Well done Katy, you are doing really well, the more days you have that are normal the easier it will get (hopefully, in theory anyway).... I manage my day fine until I eat with everyone else, I always have to have seconds, although I must admit I dont take a huge plateful the first time, in fact probably about the same amount my 6 year old eats... lol
Thanks for the PM, a quick kick up the backside to get me posting again.... have a good evening x
 
Awww... Wales, thanks for posting! You made me laugh out loud with the cheese & mayo butty!

Hi Angela... you are doing great too, don't let a tiny setback get to you... you are brave for reading my diary, but if nothing else it should be a warning never to take your eye off the ball!

Liz, laughing again... not sure if I have my head sorted out, but at least I have a chance of doing that if the fog has cleared. I still have the work to do to actually learn from what happened, but I will do my best.

Greeneyes, good to see you back hon. I think you are probably doing fine... seconds are probably OK if the portions are small and the food healthy. CD gives us a real awareness of what we eat once we go on to maintain... and often even when we 'overeat' it is not as bad as it would have been in the past. It's about getting a balance and finding a pattern of eating that fits with our lives.

Blimey, I feel sooooo much better.

xxx
 
Today.... another tick on the list, making three 'normal' eating days. Yay!!!

Brekky: porridge, berries, 0% yog
lunch: 3 oatcakes & peanut butter, CD hot choc
snack: CD bar
tea: quorn, spinach, broad beans, sprouts & chopped tomatoes with 1 slice wholemeal bread, no butter; lowfat Shape yog.

Feel full, feel like my brain is working properly again. So much of my wobble was to do with my head, which is such a scary thought. How do I predict this and stop it happening again? Food for thought.

xxx
 
I think it's hard to predict, but maybe it gets easier to deal with over time. It should give you confidence that you've come through it, which is a feat in itself!
 
Yes, recognise the symptoms again and you will deal with it. Be proud of yourself that you only had a few days of wobbling and didnt go into a few weeks/months/years of wobbling. THAT, me dear, is progress!! xxx
 
Forgot to say, I also had a brisk 40 min walk with dog, as it was a dry day... yay indeed!

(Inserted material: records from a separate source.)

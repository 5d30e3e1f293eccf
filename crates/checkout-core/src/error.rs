//! # Checkout Error Types
//!
//! Typed error handling for checkout session creation.
//! All checkout operations return `Result<T, CheckoutError>`.

use thiserror::Error;

/// Message returned when the request carries no usable price reference
pub const PRICE_ID_REQUIRED: &str = "Price ID is required";

/// Message returned in place of provider internals when redaction is enabled
pub const REDACTED_PROVIDER_MESSAGE: &str = "Unable to create checkout session";

/// Core error type for all checkout operations
#[derive(Debug, Error, Clone, PartialEq, Eq)]
pub enum CheckoutError {
    /// Configuration errors (missing keys, invalid config). Startup only.
    #[error("Configuration error: {0}")]
    Configuration(String),

    /// Missing or malformed request field
    #[error("{0}")]
    Validation(String),

    /// The payment provider rejected the session-creation call
    #[error("{message}")]
    Provider { provider: String, message: String },

    /// Network/HTTP error communicating with the provider
    #[error("{0}")]
    Network(String),

    /// Provider answered with a body we could not read
    #[error("{0}")]
    Serialization(String),
}

impl CheckoutError {
    /// Shorthand for the missing price reference failure
    pub fn price_id_required() -> Self {
        CheckoutError::Validation(PRICE_ID_REQUIRED.to_string())
    }

    /// Returns the HTTP status code for this error.
    ///
    /// Request-time failures all answer 400: bad input and a provider
    /// rejection are indistinguishable at the transport level.
    pub fn status_code(&self) -> u16 {
        match self {
            CheckoutError::Configuration(_) => 500,
            CheckoutError::Validation(_) => 400,
            CheckoutError::Provider { .. } => 400,
            CheckoutError::Network(_) => 400,
            CheckoutError::Serialization(_) => 400,
        }
    }

    /// True when the failure originated at or beyond the provider boundary
    pub fn is_provider_side(&self) -> bool {
        matches!(
            self,
            CheckoutError::Provider { .. }
                | CheckoutError::Network(_)
                | CheckoutError::Serialization(_)
        )
    }

    /// Message to hand back to the caller.
    ///
    /// With `redact` set, provider-side failures are replaced with a
    /// generic message. Validation messages are always returned verbatim.
    pub fn client_message(&self, redact: bool) -> String {
        if redact && self.is_provider_side() {
            REDACTED_PROVIDER_MESSAGE.to_string()
        } else {
            self.to_string()
        }
    }
}

/// Result type alias for checkout operations
pub type CheckoutResult<T> = Result<T, CheckoutError>;

#[cfg(test)]
mod tests {
    use super::*;

    #[test]
    fn test_request_time_errors_are_bad_request() {
        let errors = [
            CheckoutError::price_id_required(),
            CheckoutError::Provider {
                provider: "stripe".into(),
                message: "No such price: 'price_x'".into(),
            },
            CheckoutError::Network("timed out".into()),
            CheckoutError::Serialization("missing field `id`".into()),
        ];

        for err in errors {
            assert_eq!(err.status_code(), 400, "{err:?}");
        }
        assert_eq!(CheckoutError::Configuration("x".into()).status_code(), 500);
    }

    #[test]
    fn test_display_is_bare_message() {
        assert_eq!(CheckoutError::price_id_required().to_string(), "Price ID is required");

        let err = CheckoutError::Provider {
            provider: "stripe".into(),
            message: "No such price: 'price_x'".into(),
        };
        assert_eq!(err.to_string(), "No such price: 'price_x'");
    }

    #[test]
    fn test_client_message_redaction() {
        let provider = CheckoutError::Provider {
            provider: "stripe".into(),
            message: "Invalid API Key provided: sk_test_****".into(),
        };
        assert_eq!(provider.client_message(false), "Invalid API Key provided: sk_test_****");
        assert_eq!(provider.client_message(true), REDACTED_PROVIDER_MESSAGE);

        let validation = CheckoutError::price_id_required();
        assert!(!validation.is_provider_side());
        assert_eq!(validation.client_message(true), PRICE_ID_REQUIRED);
    }
}
//! # Origin Policy
//!
//! CORS allow-list for the checkout endpoint.
//!
//! An allow-listed request origin is echoed back. Anything else,
//! including a missing `Origin` header, gets the configured default
//! origin; the untrusted value is never reflected.

use crate::error::{CheckoutError, CheckoutResult};
use url::Url;

/// Default `Access-Control-Allow-Methods` value
pub const DEFAULT_ALLOW_METHODS: &str = "POST, OPTIONS";

/// `Access-Control-Allow-Headers` value
pub const ALLOW_HEADERS: &str = "Content-Type";

/// Serialized origin (`scheme://host[:port]`) of an http(s) URL.
///
/// Host case and default ports are normalized the way browsers serialize
/// the `Origin` header. URLs carrying credentials are rejected.
pub fn parse_origin(raw: &str) -> CheckoutResult<String> {
    let url = Url::parse(raw.trim())
        .map_err(|e| CheckoutError::Configuration(format!("Invalid origin {:?}: {}", raw, e)))?;

    if url.scheme() != "http" && url.scheme() != "https" {
        return Err(CheckoutError::Configuration(format!(
            "Origin must be an http(s) URL: {:?}",
            raw
        )));
    }
    if !url.username().is_empty() || url.password().is_some() {
        return Err(CheckoutError::Configuration(format!(
            "Origin must not carry credentials: {}",
            url.origin().ascii_serialization()
        )));
    }

    let origin = url.origin();
    if !origin.is_tuple() {
        return Err(CheckoutError::Configuration(format!(
            "Origin is opaque: {:?}",
            raw
        )));
    }
    Ok(origin.ascii_serialization())
}

/// Allow-list of front-end origins plus the fallback origin
#[derive(Debug, Clone, PartialEq, Eq)]
pub struct OriginPolicy {
    /// Origins that are echoed back verbatim
    allowed_origins: Vec<String>,

    /// Origin sent when the request's origin is not allow-listed
    default_origin: String,

    /// Value of `Access-Control-Allow-Methods`
    allow_methods: String,
}

impl OriginPolicy {
    /// Create a policy whose only allowed origin is the default one
    pub fn new(default_origin: &str) -> CheckoutResult<Self> {
        let default_origin = parse_origin(default_origin)?;
        Ok(Self {
            allowed_origins: vec![default_origin.clone()],
            default_origin,
            allow_methods: DEFAULT_ALLOW_METHODS.to_string(),
        })
    }

    /// Builder: replace the allow-list. Blank entries are skipped.
    pub fn with_allowed_origins<I, S>(mut self, origins: I) -> CheckoutResult<Self>
    where
        I: IntoIterator<Item = S>,
        S: AsRef<str>,
    {
        self.allowed_origins = origins
            .into_iter()
            .filter(|o| !o.as_ref().trim().is_empty())
            .map(|o| parse_origin(o.as_ref()))
            .collect::<CheckoutResult<Vec<_>>>()?;
        Ok(self)
    }

    /// Builder: set `Access-Control-Allow-Methods`
    pub fn with_allow_methods(mut self, methods: impl Into<String>) -> Self {
        self.allow_methods = methods.into();
        self
    }

    /// Check whether an origin is allow-listed (exact match)
    pub fn is_allowed(&self, origin: &str) -> bool {
        self.allowed_origins.iter().any(|o| o == origin)
    }

    /// Value for `Access-Control-Allow-Origin` given the request's origin
    pub fn allow_origin_for<'a>(&'a self, origin: Option<&'a str>) -> &'a str {
        match origin {
            Some(o) if self.is_allowed(o) => o,
            _ => &self.default_origin,
        }
    }

    pub fn allowed_origins(&self) -> &[String] {
        &self.allowed_origins
    }

    pub fn default_origin(&self) -> &str {
        &self.default_origin
    }

    pub fn allow_methods(&self) -> &str {
        &self.allow_methods
    }

    pub fn allow_headers(&self) -> &'static str {
        ALLOW_HEADERS
    }
}
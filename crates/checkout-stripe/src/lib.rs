//! # checkout-stripe
//!
//! Stripe checkout provider for the checkout session service.
//!
//! `StripeCheckoutProvider` opens a hosted Checkout Session for a single
//! catalog price and hands back the session id.
//!
//! ## Quick Start
//!
//! ```rust,ignore
//! use checkout_core::{CheckoutProvider, RedirectUrls, SessionParams, SessionRequest};
//! use checkout_stripe::StripeCheckoutProvider;
//!
//! // Create provider from environment
//! let provider = StripeCheckoutProvider::from_env()?;
//!
//! let request = SessionRequest::new("price_123");
//! let params = SessionParams::for_request(&request, &RedirectUrls::new("https://contestra.com"));
//! let session = provider.create_session(&params).await?;
//!
//! // Hand session.session_id back to the browser for redirectToCheckout
//! ```

pub mod checkout;
pub mod config;

// Re-exports
pub use checkout::StripeCheckoutProvider;
pub use config::StripeConfig;
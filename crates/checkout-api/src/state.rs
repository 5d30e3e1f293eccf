//! # Application State
//!
//! Shared state for the Axum application: the payment provider client and
//! the read-only configuration. Built once at startup.

use crate::config::AppConfig;
use checkout_core::BoxedCheckoutProvider;
use checkout_stripe::StripeCheckoutProvider;
use std::sync::Arc;

/// Shared application state
#[derive(Clone)]
pub struct AppState {
    /// Payment provider client
    pub provider: BoxedCheckoutProvider,
    /// Application config
    pub config: Arc<AppConfig>,
}

impl AppState {
    /// Create a new AppState backed by Stripe, configured from the environment
    pub fn new() -> anyhow::Result<Self> {
        let config = AppConfig::from_env()
            .map_err(|e| anyhow::anyhow!("Failed to load configuration: {}", e))?;

        let stripe = StripeCheckoutProvider::from_env()
            .map_err(|e| anyhow::anyhow!("Failed to initialize Stripe: {}", e))?;

        if stripe.config().is_live_mode() && !config.is_production() {
            tracing::warn!("Live Stripe key in use outside production");
        }
        if stripe.config().is_test_mode() && config.is_production() {
            tracing::warn!("Test Stripe key in use in production");
        }

        Ok(Self::with_provider(config, Arc::new(stripe)))
    }

    /// Create state around an explicit provider
    pub fn with_provider(config: AppConfig, provider: BoxedCheckoutProvider) -> Self {
        Self {
            provider,
            config: Arc::new(config),
        }
    }
}
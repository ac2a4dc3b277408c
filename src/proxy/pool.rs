//! In-memory proxy pool with health tracking
//!
//! Every pooled proxy carries a [`HealthState`]. Selection is uniform random
//! over the entries that are neither dead nor inside a backoff window.

use std::collections::HashMap;
use std::time::Duration;

use parking_lot::RwLock;
use rand::seq::SliceRandom;
use serde::Serialize;
use tokio::time::Instant;
use tracing::{debug, warn};

use crate::models::{BackoffPolicy, HealthState, HostPort, Proxy, ProxyCondition};

#[derive(Debug, Default)]
struct PoolState {
    proxies: HashMap<Proxy, HealthState>,
    /// Slot index; only non-dead proxies appear here
    by_host_port: HashMap<HostPort, Proxy>,
}

impl PoolState {
    fn insert(&mut self, proxy: Proxy, now: Instant) -> bool {
        if self.proxies.contains_key(&proxy) {
            return false;
        }
        self.by_host_port.insert(proxy.host_port(), proxy.clone());
        self.proxies.insert(proxy, HealthState::new(now));
        true
    }

    /// Drop `proxy` from the slot index, handing the slot to another
    /// non-dead proxy on the same egress if there is one
    fn unindex(&mut self, proxy: &Proxy) {
        let key = proxy.host_port();
        if self.by_host_port.get(&key) != Some(proxy) {
            return;
        }
        self.by_host_port.remove(&key);

        let replacement = self
            .proxies
            .iter()
            .find(|(p, state)| *p != proxy && !state.dead && p.host_port() == key)
            .map(|(p, _)| p.clone());
        if let Some(other) = replacement {
            self.by_host_port.insert(key, other);
        }
    }
}

/// Snapshot of pool composition
#[derive(Debug, Clone, Default, PartialEq, Serialize)]
pub struct PoolStats {
    pub total: usize,
    pub live: usize,
    pub unchecked: usize,
    pub backing_off: usize,
    pub dead: usize,
    /// Mean remaining backoff across proxies currently backing off
    pub mean_backoff_secs: f64,
}

impl PoolStats {
    pub fn selectable(&self) -> usize {
        self.live + self.unchecked
    }
}

impl std::fmt::Display for PoolStats {
    fn fmt(&self, f: &mut std::fmt::Formatter<'_>) -> std::fmt::Result {
        write!(
            f,
            "Proxies(good: {}, unchecked: {}, backing off: {}, dead: {}, mean backoff: {:.0}s)",
            self.live, self.unchecked, self.backing_off, self.dead, self.mean_backoff_secs
        )
    }
}

/// The set of known proxies and their health
pub struct ProxyPool {
    state: RwLock<PoolState>,
    policy: BackoffPolicy,
}

impl ProxyPool {
    pub fn new(policy: BackoffPolicy) -> Self {
        Self {
            state: RwLock::new(PoolState::default()),
            policy,
        }
    }

    /// Build a pool pre-populated with `seed`
    pub fn with_proxies<I>(policy: BackoffPolicy, seed: I) -> Self
    where
        I: IntoIterator<Item = Proxy>,
    {
        let pool = Self::new(policy);
        pool.add_all(seed);
        pool
    }

    pub fn policy(&self) -> &BackoffPolicy {
        &self.policy
    }

    /// Pick a random proxy that is neither dead nor backing off
    ///
    /// `None` is a replenishment signal, not an error.
    pub fn select_live(&self) -> Option<Proxy> {
        let now = Instant::now();
        let state = self.state.read();

        let eligible: Vec<&Proxy> = state
            .proxies
            .iter()
            .filter(|(_, health)| health.condition(now).is_selectable())
            .map(|(proxy, _)| proxy)
            .collect();

        let mut rng = rand::thread_rng();
        eligible.choose(&mut rng).map(|p| (*p).clone())
    }

    /// Insert `proxy` with a fresh health state; false if already known
    pub fn add(&self, proxy: Proxy) -> bool {
        let inserted = self.state.write().insert(proxy.clone(), Instant::now());
        if inserted {
            debug!(proxy = %proxy, "Proxy added to pool");
        } else {
            warn!(proxy = %proxy, "Proxy is already in the pool");
        }
        inserted
    }

    /// Merge a batch under one write lock; returns how many were new
    pub fn add_all<I>(&self, proxies: I) -> usize
    where
        I: IntoIterator<Item = Proxy>,
    {
        let now = Instant::now();
        let mut state = self.state.write();
        let mut added = 0;
        let mut duplicates = 0;
        for proxy in proxies {
            if state.insert(proxy, now) {
                added += 1;
            } else {
                duplicates += 1;
            }
        }
        if duplicates > 0 {
            debug!(added, duplicates, "Skipped proxies already in the pool");
        }
        added
    }

    /// Register a failed attempt through `proxy`
    ///
    /// Returns the resulting condition, or `None` for an unknown proxy.
    pub fn record_failure(&self, proxy: &Proxy) -> Option<ProxyCondition> {
        let now = Instant::now();
        let mut state = self.state.write();

        let health = state.proxies.get_mut(proxy)?;
        let was_dead = health.dead;
        let condition = health.fail(&self.policy, now);
        let failures = health.failure_count;
        let backoff = health.remaining_backoff(now);

        if condition == ProxyCondition::Dead && !was_dead {
            state.unindex(proxy);
            warn!(proxy = %proxy, failures, "Proxy marked dead");
        } else {
            debug!(
                proxy = %proxy,
                failures,
                backoff_secs = backoff.as_secs(),
                "Proxy backing off"
            );
        }

        Some(condition)
    }

    /// Register a successful attempt through `proxy`
    pub fn record_success(&self, proxy: &Proxy) -> bool {
        let now = Instant::now();
        let mut state = self.state.write();
        match state.proxies.get_mut(proxy) {
            Some(health) if !health.dead => {
                health.succeed(now);
                true
            }
            _ => false,
        }
    }

    /// Remove `proxy` entirely
    pub fn remove(&self, proxy: &Proxy) -> bool {
        let mut state = self.state.write();
        state.unindex(proxy);
        state.proxies.remove(proxy).is_some()
    }

    /// Download slot for `proxy`
    pub fn slot_for(&self, proxy: &Proxy) -> HostPort {
        proxy.host_port()
    }

    /// Proxy currently owning the slot `key`
    pub fn proxy_for_slot(&self, key: &HostPort) -> Option<Proxy> {
        self.state.read().by_host_port.get(key).cloned()
    }

    pub fn condition(&self, proxy: &Proxy) -> Option<ProxyCondition> {
        let now = Instant::now();
        self.state
            .read()
            .proxies
            .get(proxy)
            .map(|health| health.condition(now))
    }

    pub fn health(&self, proxy: &Proxy) -> Option<HealthState> {
        self.state.read().proxies.get(proxy).cloned()
    }

    pub fn contains(&self, proxy: &Proxy) -> bool {
        self.state.read().proxies.contains_key(proxy)
    }

    pub fn len(&self) -> usize {
        self.state.read().proxies.len()
    }

    pub fn is_empty(&self) -> bool {
        self.state.read().proxies.is_empty()
    }

    /// True when nothing could ever be selected again without new proxies:
    /// the pool is empty or every entry is dead. A pool whose entries are all
    /// backing off is not exhausted.
    pub fn is_exhausted(&self) -> bool {
        self.state.read().proxies.values().all(|h| h.dead)
    }

    /// Earliest moment a backing-off proxy becomes selectable again
    pub fn next_recovery(&self) -> Option<Duration> {
        let now = Instant::now();
        self.state
            .read()
            .proxies
            .values()
            .filter(|h| !h.dead && h.condition(now) == ProxyCondition::BackingOff)
            .map(|h| h.remaining_backoff(now))
            .min()
    }

    pub fn stats(&self) -> PoolStats {
        let now = Instant::now();
        let state = self.state.read();

        let mut stats = PoolStats {
            total: state.proxies.len(),
            ..Default::default()
        };
        let mut backoff_total = 0.0;

        for health in state.proxies.values() {
            match health.condition(now) {
                ProxyCondition::Live => stats.live += 1,
                ProxyCondition::Unchecked => stats.unchecked += 1,
                ProxyCondition::Dead => stats.dead += 1,
                ProxyCondition::BackingOff => {
                    stats.backing_off += 1;
                    backoff_total += health.remaining_backoff(now).as_secs_f64();
                }
            }
        }

        if stats.backing_off > 0 {
            stats.mean_backoff_secs = backoff_total / stats.backing_off as f64;
        }

        stats
    }
}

In other news, builders have come to replace front bit of roof. They have put scaffolding in front of house & practically barricaded me in the house... seriously, you have to be slim to squeeze out along side of scaffolding. Think they are trying to trap me in house until I finish my work... but ha, I escaped! Lot of house stuff going on over coming weeks, have put biccies in tin for builders, I need to make sure I stay well away from it.